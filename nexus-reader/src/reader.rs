//! The consumer-facing reader.

use std::fmt;
use std::io;
use std::sync::Arc;

use nexus_ring::{Consumer, ring_buffer};
use parking_lot::Mutex;
use tracing::{debug, warn};

use crate::error::BuildError;
use crate::fill::{Fill, Shared, Upstream};
use crate::scheduler::{Scheduler, default_scheduler};
use crate::source::CharSource;
use crate::wait::{ParkNanos, WaitingStrategy};

/// Default requested ring buffer size, in characters.
pub const DEFAULT_RING_BUFFER_SIZE: usize = 64 * 1024;

/// Default number of characters pulled from upstream per read.
pub const DEFAULT_READ_BUFFER_SIZE: usize = 8192;

/// Size of the scratch buffer used by [`ParallelReader::read_to_string`].
const DRAIN_CHUNK: usize = 1024;

/// Sequential character reader fed by a background fill loop.
///
/// Opening a reader starts a fill loop on the configured [`Scheduler`]
/// that pulls chunks from the upstream [`CharSource`] into a lock-free
/// ring. Reads take characters from the ring and only wait (through the
/// [`WaitingStrategy`]) when the ring is empty and the fill loop is still
/// running.
///
/// Reads take `&mut self`: a reader has exactly one consumer.
///
/// # Errors
///
/// An upstream error is held back until every character produced before
/// it has been read. From then on every read returns an error of the same
/// [`kind`](io::Error::kind) (see [`UpstreamError`](crate::UpstreamError)).
///
/// # Closing
///
/// [`close`](Self::close) asks the fill loop to stop and closes the
/// upstream source. The fill loop notices the request on its next
/// iteration; a chunk read already blocked inside the source is not
/// interrupted, and `close` waits for it to return before closing the
/// source.
pub struct ParallelReader {
    ring: Consumer,
    shared: Arc<Shared>,
    upstream: Upstream,
    waiting: Arc<dyn WaitingStrategy>,
    closed: bool,
    /// Latched once a read has reported end of stream.
    finished: bool,
}

impl ParallelReader {
    /// Opens a reader over `source` with default settings.
    ///
    /// # Example
    ///
    /// ```
    /// use nexus_reader::{ParallelReader, StrSource};
    ///
    /// let mut reader = ParallelReader::new(StrSource::new("hi")).unwrap();
    /// assert_eq!(reader.read_char().unwrap(), Some('h'));
    /// assert_eq!(reader.read_char().unwrap(), Some('i'));
    /// assert_eq!(reader.read_char().unwrap(), None);
    /// ```
    pub fn new<S: CharSource + 'static>(source: S) -> Result<Self, BuildError> {
        Builder::new().open(source)
    }

    /// Returns a builder for custom settings.
    pub fn builder() -> Builder {
        Builder::new()
    }

    /// Reads one character. Returns `Ok(None)` at end of stream.
    pub fn read_char(&mut self) -> io::Result<Option<char>> {
        if self.finished {
            return Ok(None);
        }
        loop {
            if let Some(c) = self.ring.pop() {
                return Ok(Some(c));
            }
            if self.exhausted()? {
                return Ok(None);
            }
        }
    }

    /// Reads up to `buf.len()` characters into `buf`.
    ///
    /// Returns the number of characters read. `Ok(0)` for a non-empty
    /// `buf` means end of stream.
    ///
    /// # Example
    ///
    /// ```
    /// use nexus_reader::{ParallelReader, StrSource};
    ///
    /// let mut reader = ParallelReader::new(StrSource::new("abc")).unwrap();
    /// let mut buf = ['\0'; 8];
    ///
    /// let mut total = 0;
    /// loop {
    ///     let n = reader.read(&mut buf[total..]).unwrap();
    ///     if n == 0 {
    ///         break;
    ///     }
    ///     total += n;
    /// }
    /// assert_eq!(&buf[..total], &['a', 'b', 'c']);
    /// ```
    pub fn read(&mut self, buf: &mut [char]) -> io::Result<usize> {
        if buf.is_empty() || self.finished {
            return Ok(0);
        }

        loop {
            let n = self.ring.read_into(buf);
            if n > 0 {
                return Ok(n);
            }
            if self.exhausted()? {
                return Ok(0);
            }
        }
    }

    /// Reads up to `len` characters into `buf[offset..offset + len]`.
    ///
    /// # Panics
    ///
    /// Panics if `offset + len` exceeds `buf.len()`.
    pub fn read_at(&mut self, buf: &mut [char], offset: usize, len: usize) -> io::Result<usize> {
        let end = offset
            .checked_add(len)
            .filter(|&end| end <= buf.len())
            .unwrap_or_else(|| {
                panic!(
                    "range {offset}..{offset}+{len} out of bounds for buffer of length {}",
                    buf.len()
                )
            });
        self.read(&mut buf[offset..end])
    }

    /// Reads everything up to end of stream, appending to `out`.
    ///
    /// Returns the number of characters appended.
    pub fn read_to_string(&mut self, out: &mut String) -> io::Result<usize> {
        let mut buf = ['\0'; DRAIN_CHUNK];
        let mut total = 0;
        loop {
            let n = self.read(&mut buf)?;
            if n == 0 {
                return Ok(total);
            }
            out.extend(&buf[..n]);
            total += n;
        }
    }

    /// Returns an iterator over the remaining characters.
    ///
    /// # Example
    ///
    /// ```
    /// use nexus_reader::{ParallelReader, StrSource};
    ///
    /// let mut reader = ParallelReader::new(StrSource::new("xyz")).unwrap();
    /// let text: String = reader.chars().collect::<std::io::Result<_>>().unwrap();
    /// assert_eq!(text, "xyz");
    /// ```
    pub fn chars(&mut self) -> Chars<'_> {
        Chars { reader: self }
    }

    /// Called after the ring looked empty. Returns `Ok(true)` at end of
    /// stream and `Ok(false)` when the caller should look again.
    ///
    /// End of stream is latched: after `close` the fill loop may still
    /// publish a chunk it was holding, and that chunk is never read.
    fn exhausted(&mut self) -> io::Result<bool> {
        if !self.closed && self.shared.is_running() {
            self.waiting.idle();
            return Ok(false);
        }

        // The fill loop may have published its last characters after our
        // previous look at `tail`.
        if self.ring.available() > 0 {
            return Ok(false);
        }

        match self.shared.error() {
            Some(err) => Err(err.to_io_error()),
            None => {
                self.finished = true;
                Ok(true)
            }
        }
    }

    /// Stops the fill loop and closes the upstream source.
    ///
    /// Calling `close` again is a no-op. After closing, reads return the
    /// characters already in the ring and then end of stream.
    ///
    /// # Errors
    ///
    /// Returns the error from the source's own `close`, if any.
    pub fn close(&mut self) -> io::Result<()> {
        if self.closed {
            return Ok(());
        }
        self.closed = true;
        self.shared.request_stop();

        let source = self.upstream.lock().take();
        debug!(consumed = self.ring.position(), "closing reader");
        match source {
            Some(mut source) => source.close(),
            None => Ok(()),
        }
    }

    /// Returns `true` while the fill loop is running.
    #[inline]
    pub fn is_running(&self) -> bool {
        self.shared.is_running()
    }

    /// Returns `true` once [`close`](Self::close) has been called.
    #[inline]
    pub fn is_closed(&self) -> bool {
        self.closed
    }

    /// Returns the (rounded) ring buffer capacity.
    #[inline]
    pub fn capacity(&self) -> usize {
        self.ring.capacity()
    }
}

impl Drop for ParallelReader {
    fn drop(&mut self) {
        if let Err(e) = self.close() {
            warn!(error = %e, "failed to close upstream source on drop");
        }
    }
}

impl fmt::Debug for ParallelReader {
    fn fmt(&self, f: &mut fmt::Formatter<'_>) -> fmt::Result {
        f.debug_struct("ParallelReader")
            .field("capacity", &self.capacity())
            .field("consumed", &self.ring.position())
            .field("running", &self.is_running())
            .field("closed", &self.closed)
            .field("finished", &self.finished)
            .finish_non_exhaustive()
    }
}

/// Iterator returned by [`ParallelReader::chars`].
#[derive(Debug)]
pub struct Chars<'a> {
    reader: &'a mut ParallelReader,
}

impl Iterator for Chars<'_> {
    type Item = io::Result<char>;

    fn next(&mut self) -> Option<Self::Item> {
        self.reader.read_char().transpose()
    }
}

/// Settings for opening a [`ParallelReader`].
///
/// # Example
///
/// ```
/// use nexus_reader::{ParallelReader, StrSource, ThreadPerTask, Yield};
/// use std::sync::Arc;
///
/// let mut reader = ParallelReader::builder()
///     .ring_buffer_size(100)
///     .read_buffer_size(16)
///     .waiting_strategy(Yield)
///     .scheduler(Arc::new(ThreadPerTask::default()))
///     .open(StrSource::new("configured"))
///     .unwrap();
///
/// assert_eq!(reader.capacity(), 128);
/// let mut text = String::new();
/// reader.read_to_string(&mut text).unwrap();
/// assert_eq!(text, "configured");
/// ```
pub struct Builder {
    ring_buffer_size: usize,
    read_buffer_size: usize,
    waiting: Arc<dyn WaitingStrategy>,
    scheduler: Option<Arc<dyn Scheduler>>,
}

impl Builder {
    /// Creates a builder with default settings.
    pub fn new() -> Self {
        Self {
            ring_buffer_size: DEFAULT_RING_BUFFER_SIZE,
            read_buffer_size: DEFAULT_READ_BUFFER_SIZE,
            waiting: Arc::new(ParkNanos),
            scheduler: None,
        }
    }

    /// Requested ring capacity in characters, rounded up to a power of two.
    pub fn ring_buffer_size(mut self, size: usize) -> Self {
        self.ring_buffer_size = size;
        self
    }

    /// Maximum number of characters pulled from upstream per read.
    pub fn read_buffer_size(mut self, size: usize) -> Self {
        self.read_buffer_size = size;
        self
    }

    /// Strategy used by both sides when they cannot make progress.
    pub fn waiting_strategy<W: WaitingStrategy + 'static>(mut self, waiting: W) -> Self {
        self.waiting = Arc::new(waiting);
        self
    }

    /// Scheduler that runs the fill loop. Defaults to [`default_scheduler`].
    pub fn scheduler(mut self, scheduler: Arc<dyn Scheduler>) -> Self {
        self.scheduler = Some(scheduler);
        self
    }

    /// Opens a reader over `source` and starts its fill loop.
    ///
    /// # Errors
    ///
    /// Fails if either buffer size is zero, if the ring buffer size has no
    /// power of two in range, or if the scheduler rejects the fill loop.
    pub fn open<S: CharSource + 'static>(self, source: S) -> Result<ParallelReader, BuildError> {
        if self.ring_buffer_size == 0 {
            return Err(BuildError::ZeroRingBufferSize);
        }
        if self.read_buffer_size == 0 {
            return Err(BuildError::ZeroReadBufferSize);
        }
        if self.ring_buffer_size.checked_next_power_of_two().is_none() {
            return Err(BuildError::RingBufferTooLarge(self.ring_buffer_size));
        }

        let (producer, consumer) = ring_buffer(self.ring_buffer_size);
        let shared = Arc::new(Shared::new());
        let source: Box<dyn CharSource> = Box::new(source);
        let upstream: Upstream = Arc::new(Mutex::new(Some(source)));

        let fill = Fill::new(
            producer,
            Arc::clone(&upstream),
            Arc::clone(&shared),
            Arc::clone(&self.waiting),
            self.read_buffer_size,
        );

        let scheduler = self.scheduler.unwrap_or_else(default_scheduler);
        scheduler
            .execute(Box::new(move || fill.run()))
            .map_err(BuildError::Schedule)?;

        debug!(
            capacity = consumer.capacity(),
            read_buffer_size = self.read_buffer_size,
            "reader opened"
        );

        Ok(ParallelReader {
            ring: consumer,
            shared,
            upstream,
            waiting: self.waiting,
            closed: false,
            finished: false,
        })
    }
}

impl Default for Builder {
    fn default() -> Self {
        Self::new()
    }
}

impl fmt::Debug for Builder {
    fn fmt(&self, f: &mut fmt::Formatter<'_>) -> fmt::Result {
        f.debug_struct("Builder")
            .field("ring_buffer_size", &self.ring_buffer_size)
            .field("read_buffer_size", &self.read_buffer_size)
            .finish_non_exhaustive()
    }
}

_What the task requires_
Could you set down, word for word, only the lines above from the line with "to close upstream" to the line with "cannot make progress.", including both?

_Result for this exercise_
            warn!(error = %e, "failed to close upstream source on drop");
        }
    }
}

impl fmt::Debug for ParallelReader {
    fn fmt(&self, f: &mut fmt::Formatter<'_>) -> fmt::Result {
        f.debug_struct("ParallelReader")
            .field("capacity", &self.capacity())
            .field("consumed", &self.ring.position())
            .field("running", &self.is_running())
            .field("closed", &self.closed)
            .field("finished", &self.finished)
            .finish_non_exhaustive()
    }
}

/// Iterator returned by [`ParallelReader::chars`].
#[derive(Debug)]
pub struct Chars<'a> {
    reader: &'a mut ParallelReader,
}

impl Iterator for Chars<'_> {
    type Item = io::Result<char>;

    fn next(&mut self) -> Option<Self::Item> {
        self.reader.read_char().transpose()
    }
}

/// Settings for opening a [`ParallelReader`].
///
/// # Example
///
/// ```
/// use nexus_reader::{ParallelReader, StrSource, ThreadPerTask, Yield};
/// use std::sync::Arc;
///
/// let mut reader = ParallelReader::builder()
///     .ring_buffer_size(100)
///     .read_buffer_size(16)
///     .waiting_strategy(Yield)
///     .scheduler(Arc::new(ThreadPerTask::default()))
///     .open(StrSource::new("configured"))
///     .unwrap();
///
/// assert_eq!(reader.capacity(), 128);
/// let mut text = String::new();
/// reader.read_to_string(&mut text).unwrap();
/// assert_eq!(text, "configured");
/// ```
pub struct Builder {
    ring_buffer_size: usize,
    read_buffer_size: usize,
    waiting: Arc<dyn WaitingStrategy>,
    scheduler: Option<Arc<dyn Scheduler>>,
}

impl Builder {
    /// Creates a builder with default settings.
    pub fn new() -> Self {
        Self {
            ring_buffer_size: DEFAULT_RING_BUFFER_SIZE,
            read_buffer_size: DEFAULT_READ_BUFFER_SIZE,
            waiting: Arc::new(ParkNanos),
            scheduler: None,
        }
    }

    /// Requested ring capacity in characters, rounded up to a power of two.
    pub fn ring_buffer_size(mut self, size: usize) -> Self {
        self.ring_buffer_size = size;
        self
    }

    /// Maximum number of characters pulled from upstream per read.
    pub fn read_buffer_size(mut self, size: usize) -> Self {
        self.read_buffer_size = size;
        self
    }

    /// Strategy used by both sides when they cannot make progress.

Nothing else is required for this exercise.